**Task input**
- - - -
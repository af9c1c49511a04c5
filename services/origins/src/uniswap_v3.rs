//! Uniswap V3 pools
//!
//! Prices are the pool's current spot price from `slot0().sqrtPriceX96`. Each pair is
//! read in its own batches so a slow or failing pool does not hold back the others.

use crate::addresses::ContractAddresses;
use crate::chain::{format_address, Call, CallResult, ChainClient};
use crate::context::FetchContext;
use crate::contracts::{self, ContractKind};
use crate::error::{OriginError, Result};
use crate::origin::Origin;
use crate::retry::RetryPolicy;
use crate::samples::{target_blocks, Samples};
use crate::tokens::{TokenCache, TokenInfo};
use async_trait::async_trait;
use bn::DecFloatPointNumber;
use dashmap::DashMap;
use ethabi::Address;
use futures::future::join_all;
use node_config::ContractOriginConfig;
use std::collections::HashMap;
use std::sync::Arc;
use tracing::{debug, warn};
use types::{Pair, Point, PointError};

pub struct UniswapV3Origin {
    name: String,
    client: Arc<dyn ChainClient>,
    retry: RetryPolicy,
    block_offsets: Vec<u64>,
    pools: ContractAddresses,
    /// token0 and token1 per pool
    tokens: DashMap<Address, [TokenInfo; 2]>,
    token_cache: TokenCache,
}

impl UniswapV3Origin {
    pub fn new(
        name: impl Into<String>,
        config: &ContractOriginConfig,
        client: Option<Arc<dyn ChainClient>>,
        retry: RetryPolicy,
    ) -> Result<Self> {
        let name = name.into();
        let client = client.ok_or_else(|| OriginError::MissingChainClient { origin: name.clone() })?;
        if config.block_offsets.is_empty() {
            return Err(OriginError::Configuration(format!("{name}: block_offsets is empty")));
        }

        let mut pools = ContractAddresses::new();
        for contract in &config.contracts {
            pools.insert(contract.pair.clone(), &contract.address, contract.inverted, ())?;
        }

        Ok(Self {
            name,
            client,
            retry,
            block_offsets: config.block_offsets.clone(),
            pools,
            tokens: DashMap::new(),
            token_cache: TokenCache::new(),
        })
    }

    /// Read token0 and token1 of every pool not seen before
    ///
    /// Pools whose tokens cannot be read are returned with their error and retried on
    /// the next fetch.
    async fn load_tokens(&self, ctx: &FetchContext, pools: &[Address], block: u64) -> Result<HashMap<Address, OriginError>> {
        let mut failed = HashMap::new();
        let missing: Vec<Address> = pools
            .iter()
            .filter(|address| !self.tokens.contains_key(address))
            .copied()
            .collect();
        if missing.is_empty() {
            return Ok(failed);
        }
        debug!(origin = %self.name, pools = missing.len(), "Loading Uniswap V3 pool tokens");

        let calls = missing
            .iter()
            .flat_map(|address| {
                [
                    Call::new(*address, ContractKind::UniswapV3Pool, "token0", &[]),
                    Call::new(*address, ContractKind::UniswapV3Pool, "token1", &[]),
                ]
            })
            .collect::<Result<Vec<_>>>()?;
        let results = self
            .retry
            .run(ctx, "uniswap_v3_tokens", || self.client.call_batch(&calls, block))
            .await?;

        for (address, chunk) in missing.iter().zip(results.chunks(2)) {
            match self.pool_tokens(ctx, address, chunk, block).await {
                Ok(tokens) => {
                    self.tokens.insert(*address, tokens);
                }
                Err(err) => {
                    warn!(origin = %self.name, pool = %format_address(address), error = %err, "Uniswap V3 pool tokens unreadable");
                    failed.insert(*address, err);
                }
            }
        }
        Ok(failed)
    }

    async fn pool_tokens(&self, ctx: &FetchContext, address: &Address, results: &[CallResult], block: u64) -> Result<[TokenInfo; 2]> {
        let [token0, token1] = results else {
            return Err(OriginError::Abi("pool token batch truncated".into()));
        };
        let token0 = token0.decode(address, ContractKind::UniswapV3Pool, "token0")?;
        let token1 = token1.decode(address, ContractKind::UniswapV3Pool, "token1")?;
        let addresses = [
            contracts::as_address(contracts::output(&token0, 0)?)?,
            contracts::as_address(contracts::output(&token1, 0)?)?,
        ];
        let infos = self
            .token_cache
            .resolve(self.client.as_ref(), &self.retry, ctx, &addresses, block)
            .await?;
        infos.try_into().map_err(|_| OriginError::InvalidResponse {
            target: format_address(address),
            reason: "expected two pool tokens".into(),
        })
    }

    /// Spot price of `pair` at every target block
    async fn fetch_pair(
        &self,
        ctx: &FetchContext,
        pair: &Pair,
        address: Address,
        blocks: &[u64],
    ) -> Vec<std::result::Result<DecFloatPointNumber, PointError>> {
        let Some(tokens) = self.tokens.get(&address).map(|entry| entry.clone()) else {
            return vec![Err(PointError::domain(format!("tokens of {} not loaded", format_address(&address))))];
        };
        let [token0, token1] = &tokens;
        let base_is_token0 = if token0.symbol == pair.base && token1.symbol == pair.quote {
            true
        } else if token1.symbol == pair.base && token0.symbol == pair.quote {
            false
        } else {
            return vec![Err(PointError::configuration(format!(
                "pool trades {}/{}, not {pair}",
                token0.symbol, token1.symbol
            )))];
        };

        let call = match Call::new(address, ContractKind::UniswapV3Pool, "slot0", &[]) {
            Ok(call) => call,
            Err(err) => return vec![Err(err.to_point_error())],
        };
        let calls = [call];

        let mut prices = Vec::with_capacity(blocks.len());
        for block in blocks {
            let sample = self
                .retry
                .run(ctx, "uniswap_v3_slot0", || self.client.call_batch(&calls, *block))
                .await
                .and_then(|results| {
                    let result = results
                        .first()
                        .ok_or_else(|| OriginError::Abi("empty slot0 batch".into()))?;
                    let slot0 = result.decode(&address, ContractKind::UniswapV3Pool, "slot0")?;
                    let sqrt_price = contracts::as_uint(contracts::output(&slot0, 0)?)?;
                    Ok(amm::concentrated::pair_price(
                        &sqrt_price,
                        token0.decimals,
                        token1.decimals,
                        base_is_token0,
                    )?)
                })
                .map_err(|err| {
                    warn!(origin = %self.name, %pair, block, error = %err, "Uniswap V3 read failed");
                    err.to_point_error()
                });
            let failed = sample.is_err();
            prices.push(sample);
            if failed {
                break;
            }
        }
        prices
    }
}

#[async_trait]
impl Origin for UniswapV3Origin {
    fn name(&self) -> &str {
        &self.name
    }

    async fn fetch_data_points(&self, ctx: &FetchContext, pairs: &[Pair]) -> Result<HashMap<Pair, Point>> {
        let mut samples = Samples::new();
        let mut requests = Vec::new();
        for pair in pairs {
            match self.pools.resolve(pair) {
                Some(resolved) => requests.push((pair.clone(), resolved.address)),
                None => samples.fail(
                    pair,
                    PointError::configuration(format!("no Uniswap V3 pool configured for {pair}")),
                ),
            }
        }
        if requests.is_empty() {
            return Ok(samples.into_points(&self.name, 0));
        }

        let latest = self
            .retry
            .run(ctx, "block_number", || self.client.block_number())
            .await?;

        let mut pools: Vec<Address> = requests.iter().map(|(_, address)| *address).collect();
        pools.sort();
        pools.dedup();
        let failed = self.load_tokens(ctx, &pools, latest).await?;
        requests.retain(|(pair, address)| match failed.get(address) {
            Some(err) => {
                samples.fail(pair, err.to_point_error());
                false
            }
            None => true,
        });

        let blocks = target_blocks(latest, &self.block_offsets);
        let fetched = join_all(
            requests
                .iter()
                .map(|(pair, address)| self.fetch_pair(ctx, pair, *address, &blocks)),
        )
        .await;

        for ((pair, _), prices) in requests.iter().zip(fetched) {
            for price in prices {
                samples.push(pair, price);
            }
        }
        Ok(samples.into_points(&self.name, latest))
    }
}
//! Contract ABI registry
//!
//! One immutable function table per contract kind, built on first use and shared by
//! every origin. Only the read functions the origins call are registered.

use crate::error::{OriginError, Result};
use bn::IntNumber;
use ethabi::{Address, Function, Param, ParamType, StateMutability, Token};
use once_cell::sync::Lazy;
use std::collections::HashMap;

#[derive(Debug, Clone, Copy, PartialEq, Eq, Hash)]
pub enum ContractKind {
    Multicall3,
    Erc20,
    BalancerVault,
    /// Union of the weighted, meta-stable and composable stable pool getters
    BalancerPool,
    CurveStableSwap,
    CurveCryptoSwap,
    UniswapV3Pool,
    RocketTokenReth,
    WstEth,
}

type FunctionTable = HashMap<String, Function>;

static REGISTRY: Lazy<HashMap<ContractKind, FunctionTable>> = Lazy::new(build_registry);

fn param(kind: ParamType) -> Param {
    Param {
        name: String::new(),
        kind,
        internal_type: None,
    }
}

#[allow(deprecated)]
fn view(name: &str, inputs: Vec<ParamType>, outputs: Vec<ParamType>) -> Function {
    Function {
        name: name.to_string(),
        inputs: inputs.into_iter().map(param).collect(),
        outputs: outputs.into_iter().map(param).collect(),
        constant: None,
        state_mutability: StateMutability::View,
    }
}

fn table(functions: Vec<Function>) -> FunctionTable {
    functions
        .into_iter()
        .map(|function| (function.name.clone(), function))
        .collect()
}

fn uint() -> ParamType {
    ParamType::Uint(256)
}

fn build_registry() -> HashMap<ContractKind, FunctionTable> {
    use ParamType::{Address as Addr, Array, Bool, Bytes, FixedBytes, Int, String as Str, Tuple, Uint};

    let mut registry = HashMap::new();

    registry.insert(
        ContractKind::Multicall3,
        table(vec![view(
            "aggregate3",
            vec![Array(Box::new(Tuple(vec![Addr, Bool, Bytes])))],
            vec![Array(Box::new(Tuple(vec![Bool, Bytes])))],
        )]),
    );

    registry.insert(
        ContractKind::Erc20,
        table(vec![
            view("symbol", vec![], vec![Str]),
            view("decimals", vec![], vec![Uint(8)]),
        ]),
    );

    registry.insert(
        ContractKind::BalancerVault,
        table(vec![view(
            "getPoolTokens",
            vec![FixedBytes(32)],
            vec![Array(Box::new(Addr)), Array(Box::new(uint())), uint()],
        )]),
    );

    registry.insert(
        ContractKind::BalancerPool,
        table(vec![
            view("getPoolId", vec![], vec![FixedBytes(32)]),
            view("getSwapFeePercentage", vec![], vec![uint()]),
            view("getScalingFactors", vec![], vec![Array(Box::new(uint()))]),
            view("getNormalizedWeights", vec![], vec![Array(Box::new(uint()))]),
            view("getAmplificationParameter", vec![], vec![uint(), Bool, uint()]),
            view("getBptIndex", vec![], vec![uint()]),
            view("totalSupply", vec![], vec![uint()]),
            view("getTokenRateCache", vec![Addr], vec![uint(), uint(), uint(), uint()]),
            view("isTokenExemptFromYieldProtocolFee", vec![Addr], vec![Bool]),
            view("getProtocolFeePercentageCache", vec![uint()], vec![uint()]),
            view("getLastJoinExitData", vec![], vec![uint(), uint()]),
        ]),
    );

    registry.insert(
        ContractKind::CurveStableSwap,
        table(vec![
            view("coins", vec![uint()], vec![Addr]),
            view("get_dy", vec![Int(128), Int(128), uint()], vec![uint()]),
        ]),
    );

    registry.insert(
        ContractKind::CurveCryptoSwap,
        table(vec![
            view("coins", vec![uint()], vec![Addr]),
            view("get_dy", vec![uint(), uint(), uint()], vec![uint()]),
        ]),
    );

    registry.insert(
        ContractKind::UniswapV3Pool,
        table(vec![
            view(
                "slot0",
                vec![],
                vec![Uint(160), Int(24), Uint(16), Uint(16), Uint(16), Uint(8), Bool],
            ),
            view("token0", vec![], vec![Addr]),
            view("token1", vec![], vec![Addr]),
        ]),
    );

    registry.insert(
        ContractKind::RocketTokenReth,
        table(vec![view("getExchangeRate", vec![], vec![uint()])]),
    );

    registry.insert(
        ContractKind::WstEth,
        table(vec![view("stEthPerToken", vec![], vec![uint()])]),
    );

    registry
}

pub fn function(kind: ContractKind, name: &str) -> Result<&'static Function> {
    REGISTRY
        .get(&kind)
        .and_then(|functions| functions.get(name))
        .ok_or_else(|| OriginError::Abi(format!("{kind:?} has no function {name}")))
}

/// ABI-encoded call data, selector included
pub fn encode_call(kind: ContractKind, name: &str, args: &[Token]) -> Result<Vec<u8>> {
    Ok(function(kind, name)?.encode_input(args)?)
}

pub fn decode_output(kind: ContractKind, name: &str, data: &[u8]) -> Result<Vec<Token>> {
    Ok(function(kind, name)?.decode_output(data)?)
}

fn unexpected(expected: &str, token: &Token) -> OriginError {
    OriginError::Abi(format!("expected {expected}, got {token:?}"))
}

pub fn as_uint(token: &Token) -> Result<IntNumber> {
    match token {
        Token::Uint(value) => {
            let mut bytes = [0u8; 32];
            value.to_big_endian(&mut bytes);
            Ok(IntNumber::from_unsigned_bytes_be(&bytes))
        }
        other => Err(unexpected("uint", other)),
    }
}

pub fn as_u8(token: &Token) -> Result<u8> {
    let value = as_uint(token)?;
    value
        .to_u32()
        .and_then(|v| u8::try_from(v).ok())
        .ok_or_else(|| OriginError::Abi(format!("{value} does not fit in uint8")))
}

pub fn as_usize(token: &Token) -> Result<usize> {
    let value = as_uint(token)?;
    value
        .to_u64()
        .and_then(|v| usize::try_from(v).ok())
        .ok_or_else(|| OriginError::Abi(format!("{value} is not an index")))
}

pub fn as_address(token: &Token) -> Result<Address> {
    match token {
        Token::Address(address) => Ok(*address),
        other => Err(unexpected("address", other)),
    }
}

pub fn as_bool(token: &Token) -> Result<bool> {
    match token {
        Token::Bool(value) => Ok(*value),
        other => Err(unexpected("bool", other)),
    }
}

pub fn as_string(token: &Token) -> Result<String> {
    match token {
        Token::String(value) => Ok(value.clone()),
        other => Err(unexpected("string", other)),
    }
}

pub fn as_bytes32(token: &Token) -> Result<[u8; 32]> {
    match token {
        Token::FixedBytes(bytes) if bytes.len() == 32 => {
            let mut out = [0u8; 32];
            out.copy_from_slice(bytes);
            Ok(out)
        }
        other => Err(unexpected("bytes32", other)),
    }
}

pub fn as_array(token: &Token) -> Result<&[Token]> {
    match token {
        Token::Array(items) | Token::FixedArray(items) | Token::Tuple(items) => Ok(items),
        other => Err(unexpected("array", other)),
    }
}

/// Token at `index` of a decoded output
pub fn output(tokens: &[Token], index: usize) -> Result<&Token> {
    tokens
        .get(index)
        .ok_or_else(|| OriginError::Abi(format!("output has {} values, wanted index {index}", tokens.len())))
}
//! # Prism Provider - Model Evaluation Service
//!
//! ## Purpose
//!
//! Serves named price models. A request for a model first refreshes the stale origin
//! leaves below it through the [`Updater`], then evaluates the model's graph into a
//! single [`types::Point`].
//!
//! ## Integration Points
//!
//! - **Input**: [`node_config::NodeConfig`] origins and models, built by [`build_provider`]
//! - **Sources**: [`origins::Origin`] implementations, fetched in bounded concurrent batches
//! - **Output**: points and description trees for feeds, relays and the `prism-node`
//!   binary
//!
//! ## Architecture Role
//!
//! ```text
//! Provider::data_point("STETH/USD")
//!     ├─ origin_leaves(model)          stale leaves only
//!     ├─ Updater::update               grouped by origin, batched, bounded
//!     │     └─ Origin::fetch_data_points
//!     └─ Node::data_point              synchronous graph evaluation
//! ```

pub mod build;
pub mod error;
pub mod logging;
pub mod provider;
pub mod updater;

pub use build::{build_models, build_provider};
pub use error::{ProviderError, Result};
pub use provider::Provider;
pub use updater::{UpdateSummary, Updater};
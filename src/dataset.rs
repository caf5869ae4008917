//! Dataset snapshot types and JSON ingestion.

use serde::{Deserialize, Serialize};
use std::collections::BTreeMap;
use std::io::Read;

use crate::error::{Error, Result};

/// Road name -> encoded rule string, for one administrative area.
pub type AreaRoads = BTreeMap<String, String>;

/// Area name -> roads, for one city.
pub type CityAreas = BTreeMap<String, AreaRoads>;

/// City name -> areas: the full road-level mapping.
pub type CityAreaData = BTreeMap<String, CityAreas>;

/// City name -> area name -> 3-digit zip code.
pub type Zip3Map = BTreeMap<String, BTreeMap<String, String>>;

/// One dataset snapshot: the two mappings a directory is built from.
///
/// Mirrors the packaged JSON document:
///
/// ```json
/// {
///   "zip3": { "臺北市": { "中正區": "100" } },
///   "data": { "臺北市": { "中正區": { "三元街": "053,0,0,0|..." } } }
/// }
/// ```
///
/// Keys are stored in sorted order, so every enumeration over a snapshot
/// is deterministic. Both mappings must come from the same snapshot;
/// [`Dataset::validate`] checks the consistency a loader is expected to
/// uphold.
#[derive(Debug, Clone, Default, PartialEq, Eq, Serialize, Deserialize)]
pub struct Dataset {
    /// 3-digit codes per city and area
    #[serde(default)]
    pub zip3: Zip3Map,
    /// Road-level rule strings per city and area
    #[serde(default)]
    pub data: CityAreaData,
}

impl Dataset {
    /// Parse a snapshot from a JSON string.
    pub fn from_json_str(json: &str) -> Result<Self> {
        Ok(serde_json::from_str(json)?)
    }

    /// Parse a snapshot from a JSON reader.
    pub fn from_reader<R: Read>(reader: R) -> Result<Self> {
        let dataset: Dataset = serde_json::from_reader(reader)?;
        log::debug!(
            "loaded dataset snapshot: {} cities, {} roads",
            dataset.data.len(),
            dataset.road_count()
        );
        Ok(dataset)
    }

    /// Serialize the snapshot back to JSON.
    pub fn to_json(&self) -> Result<String> {
        Ok(serde_json::to_string(self)?)
    }

    /// Check the cross-mapping contract.
    ///
    /// Every city/area pair present in `data` must have an entry in `zip3`,
    /// and every such entry must be exactly three ASCII digits. Extra
    /// `zip3` entries without road data are fine; some districts have no
    /// road-level rules.
    pub fn validate(&self) -> Result<()> {
        for (city, areas) in &self.data {
            for area in areas.keys() {
                let code = self
                    .zip3
                    .get(city)
                    .and_then(|areas| areas.get(area))
                    .ok_or_else(|| Error::MissingZip3 {
                        city: city.clone(),
                        area: area.clone(),
                    })?;
                if code.len() != 3 || !code.bytes().all(|b| b.is_ascii_digit()) {
                    return Err(Error::InvalidZip3 {
                        city: city.clone(),
                        area: area.clone(),
                        code: code.clone(),
                    });
                }
            }
        }
        Ok(())
    }

    /// Total number of roads across all cities and areas.
    pub fn road_count(&self) -> usize {
        self.data
            .values()
            .flat_map(|areas| areas.values())
            .map(|roads| roads.len())
            .sum()
    }
}
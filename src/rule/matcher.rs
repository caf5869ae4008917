//! First-match-wins clause selection.

use super::RuleClause;
use crate::query::AddressDetail;

/// Select the clause that applies to `detail`.
///
/// Clauses are scanned in encoding order and the first one whose lane,
/// alley, and number checks all pass wins. When none match, a non-empty
/// sequence falls back to its first clause, so a road that has clauses at
/// all always yields a code. An empty sequence selects nothing.
pub fn select<'a>(clauses: &'a [RuleClause], detail: AddressDetail) -> Option<&'a RuleClause> {
    clauses
        .iter()
        .find(|clause| clause.matches(detail))
        .or_else(|| clauses.first())
}
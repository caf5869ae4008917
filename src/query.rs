//! Address query and resolution result types.

use serde::Serialize;

/// Optional refinements of an address below the road level.
///
/// Rule clauses are matched against these three fields only. `None` means
/// the caller did not supply the field; the matcher additionally treats a
/// lane or alley of 0 as not supplied, while a house number of 0 or below
/// is a real value and flows through the number checks.
#[derive(Debug, Clone, Copy, Default, PartialEq, Eq)]
pub struct AddressDetail {
    /// House number (號)
    pub number: Option<i32>,
    /// Lane (巷)
    pub lane: Option<i32>,
    /// Alley (弄)
    pub alley: Option<i32>,
}

/// A structured address to resolve to a 6-digit zip code.
///
/// `city`, `area`, and `road` are matched verbatim against the dataset
/// keys, without trimming or normalization. The optional detail fields
/// refine which rule clause applies.
#[derive(Debug, Clone, Copy, PartialEq, Eq)]
pub struct AddressQuery<'a> {
    /// City name (縣市)
    pub city: &'a str,
    /// Administrative area name (區)
    pub area: &'a str,
    /// Road name (路街段)
    pub road: &'a str,
    /// House number (號)
    pub number: Option<i32>,
    /// Lane (巷)
    pub lane: Option<i32>,
    /// Alley (弄)
    pub alley: Option<i32>,
}

impl<'a> AddressQuery<'a> {
    /// Create a query for a road with no house-number detail.
    pub fn new(city: &'a str, area: &'a str, road: &'a str) -> Self {
        AddressQuery {
            city,
            area,
            road,
            number: None,
            lane: None,
            alley: None,
        }
    }

    /// Set the house number.
    pub fn with_number(mut self, number: i32) -> Self {
        self.number = Some(number);
        self
    }

    /// Set the lane.
    pub fn with_lane(mut self, lane: i32) -> Self {
        self.lane = Some(lane);
        self
    }

    /// Set the alley.
    pub fn with_alley(mut self, alley: i32) -> Self {
        self.alley = Some(alley);
        self
    }

    /// The detail fields the rule matcher consumes.
    pub fn detail(&self) -> AddressDetail {
        AddressDetail {
            number: self.number,
            lane: self.lane,
            alley: self.alley,
        }
    }
}

/// A successful 6-digit resolution.
///
/// `zipcode` is always the area's 3-digit code followed by the matched
/// clause's 3-digit suffix. Results are built fresh on every call and own
/// their strings.
#[derive(Debug, Clone, PartialEq, Eq, Serialize)]
pub struct Zip6Result {
    /// Full 6-digit zip code
    pub zipcode: String,
    /// 3-digit code of the city/area
    pub zip3: String,
    /// City the query matched
    pub city: String,
    /// Area the query matched
    pub area: String,
    /// Road the query matched
    pub road: String,
}
//! Rule clause parsing and per-clause matching.

use crate::query::AddressDetail;

/// Odd/even constraint on house numbers.
///
/// Encoded as 0 (none), 1 (odd, 單), 2 (even, 雙). Unknown codes behave
/// as no constraint.
#[derive(Debug, Clone, Copy, PartialEq, Eq, Hash, Default)]
pub enum Parity {
    /// No parity constraint
    #[default]
    Any,
    /// Odd house numbers only (單號)
    Odd,
    /// Even house numbers only (雙號)
    Even,
}

impl Parity {
    /// Parse a parity field code.
    ///
    /// Returns `Any` for unknown codes.
    pub fn from_code(code: i32) -> Self {
        match code {
            1 => Parity::Odd,
            2 => Parity::Even,
            _ => Parity::Any,
        }
    }

    /// Convert to the numeric field code.
    pub fn as_code(self) -> i32 {
        match self {
            Parity::Any => 0,
            Parity::Odd => 1,
            Parity::Even => 2,
        }
    }

    /// Check whether a house number violates this constraint.
    ///
    /// The checks compare exact remainders. `%` keeps the sign of the
    /// dividend, so a negative odd number such as -3 (remainder -1) slips
    /// past both checks, while a negative even number still trips the
    /// odd-only check.
    pub fn rejects(self, number: i32) -> bool {
        match self {
            Parity::Any => false,
            Parity::Odd => number % 2 == 0,
            Parity::Even => number % 2 == 1,
        }
    }
}

/// One clause of a road's encoded rule string.
///
/// A road's value in the dataset is a `|`-delimited list of clauses, each
/// a comma-separated tuple:
///
/// ```text
/// suffix,parity,lane_min,lane_max,alley_min,alley_max,number_min,number_min2,number_max,number_max2
/// ```
///
/// The suffix is the 3-digit zip suffix and stays a string because its
/// leading zeros are significant. Every numeric field defaults to 0 when
/// missing or malformed, and 0 leaves that axis unconstrained. A
/// `number_max` of 9999 or 9998 marks an open-ended range with no upper
/// bound.
#[derive(Debug, Clone, PartialEq, Eq, Default)]
pub struct RuleClause {
    /// 3-digit zip suffix appended to the area's 3-digit code
    pub suffix: String,
    /// Odd/even constraint on the house number
    pub parity: Parity,
    /// Lane lower bound, or the exact lane when `lane_max` is 0
    pub lane_min: i32,
    /// Lane upper bound
    pub lane_max: i32,
    /// Alley lower bound, or the exact alley when `alley_max` is 0
    pub alley_min: i32,
    /// Alley upper bound
    pub alley_max: i32,
    /// House-number lower bound
    pub number_min: i32,
    /// Reserved secondary lower bound; parsed but never matched against
    pub number_min2: i32,
    /// House-number upper bound; 9999 and 9998 mean no upper bound
    pub number_max: i32,
    /// Reserved secondary upper bound; parsed but never matched against
    pub number_max2: i32,
}

impl RuleClause {
    /// Parse one comma-separated clause.
    ///
    /// The first field is taken verbatim as the suffix; missing or
    /// non-numeric fields coerce to 0. Parsing never fails.
    pub fn parse(clause: &str) -> Self {
        let mut fields = clause.split(',');
        let suffix = fields.next().unwrap_or("").to_string();
        let mut next_field = || {
            fields
                .next()
                .and_then(|field| field.trim().parse::<i32>().ok())
                .unwrap_or(0)
        };
        let parity = Parity::from_code(next_field());
        let lane_min = next_field();
        let lane_max = next_field();
        let alley_min = next_field();
        let alley_max = next_field();
        let number_min = next_field();
        let number_min2 = next_field();
        let number_max = next_field();
        let number_max2 = next_field();
        RuleClause {
            suffix,
            parity,
            lane_min,
            lane_max,
            alley_min,
            alley_max,
            number_min,
            number_min2,
            number_max,
            number_max2,
        }
    }

    /// Whether `number_max` carries one of the open-range sentinels the
    /// dataset uses for "no upper bound".
    pub fn open_ended(&self) -> bool {
        self.number_max == 9999 || self.number_max == 9998
    }

    /// Check this clause against the supplied address detail.
    ///
    /// All three axes must pass. Lane and alley treat a value of 0 as not
    /// supplied; a house number counts as supplied whenever present,
    /// including 0 and negative values. A supplied number passes only
    /// clauses whose number axis carries a bound or a parity; clauses
    /// without either serve numberless queries and the first-clause
    /// fallback.
    pub fn matches(&self, detail: AddressDetail) -> bool {
        let lane = detail.lane.filter(|&lane| lane != 0);
        let alley = detail.alley.filter(|&alley| alley != 0);
        self.lane_ok(lane) && self.alley_ok(alley) && self.number_ok(detail.number)
    }

    fn lane_ok(&self, lane: Option<i32>) -> bool {
        if self.lane_min <= 0 && self.lane_max <= 0 {
            return true;
        }
        // A lane-constrained clause never matches a query without a lane.
        let Some(lane) = lane else {
            return false;
        };
        if self.lane_min > 0 && self.lane_max > 0 {
            lane >= self.lane_min && lane <= self.lane_max
        } else if self.lane_min > 0 {
            // The open-range sentinel lives in number_max even when the
            // clause constrains lanes: min-only plus sentinel reads "this
            // lane and above", otherwise exactly this lane.
            if self.open_ended() {
                lane >= self.lane_min
            } else {
                lane == self.lane_min
            }
        } else {
            // Max-only clauses require a lane but accept any value.
            true
        }
    }

    fn alley_ok(&self, alley: Option<i32>) -> bool {
        if self.alley_min <= 0 && self.alley_max <= 0 {
            return true;
        }
        let Some(alley) = alley else {
            return false;
        };
        if self.alley_min > 0 && self.alley_max > 0 {
            alley >= self.alley_min && alley <= self.alley_max
        } else if self.alley_min > 0 {
            alley == self.alley_min
        } else {
            true
        }
    }

    fn number_ok(&self, number: Option<i32>) -> bool {
        // Number-constrained clauses still apply to queries without a
        // number; only lane and alley reject on missing input.
        let Some(number) = number else {
            return true;
        };
        if self.number_min > 0 || self.number_max > 0 {
            if self.parity.rejects(number) {
                return false;
            }
            if self.number_min > 0 && number < self.number_min {
                return false;
            }
            if !self.open_ended() && number > self.number_max {
                return false;
            }
            true
        } else if self.parity != Parity::Any {
            !self.parity.rejects(number)
        } else {
            // A supplied number only matches clauses that say something
            // about numbers. Clauses with a bare number axis serve
            // numberless queries and the first-clause fallback.
            false
        }
    }
}

/// Parse a road's encoded rule string into its ordered clause sequence.
///
/// Clause order is preserved: the matcher scans first to last and the
/// first clause doubles as the fallback. An empty string parses to an
/// empty sequence; empty `|` segments parse to all-zero clauses.
pub fn parse_rule_string(raw: &str) -> Vec<RuleClause> {
    if raw.is_empty() {
        return Vec::new();
    }
    raw.split('|').map(RuleClause::parse).collect()
}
- - - -
**What is needed**
Identify each line in the records above that contains the word "must", and copy it out in full.

**Response area**
/// is deterministic. Both mappings must come from the same snapshot;
    /// Every city/area pair present in `data` must have an entry in `zip3`,
    /// and every such entry must be exactly three ASCII digits. Extra
    /// All three axes must pass. Lane and alley treat a value of 0 as not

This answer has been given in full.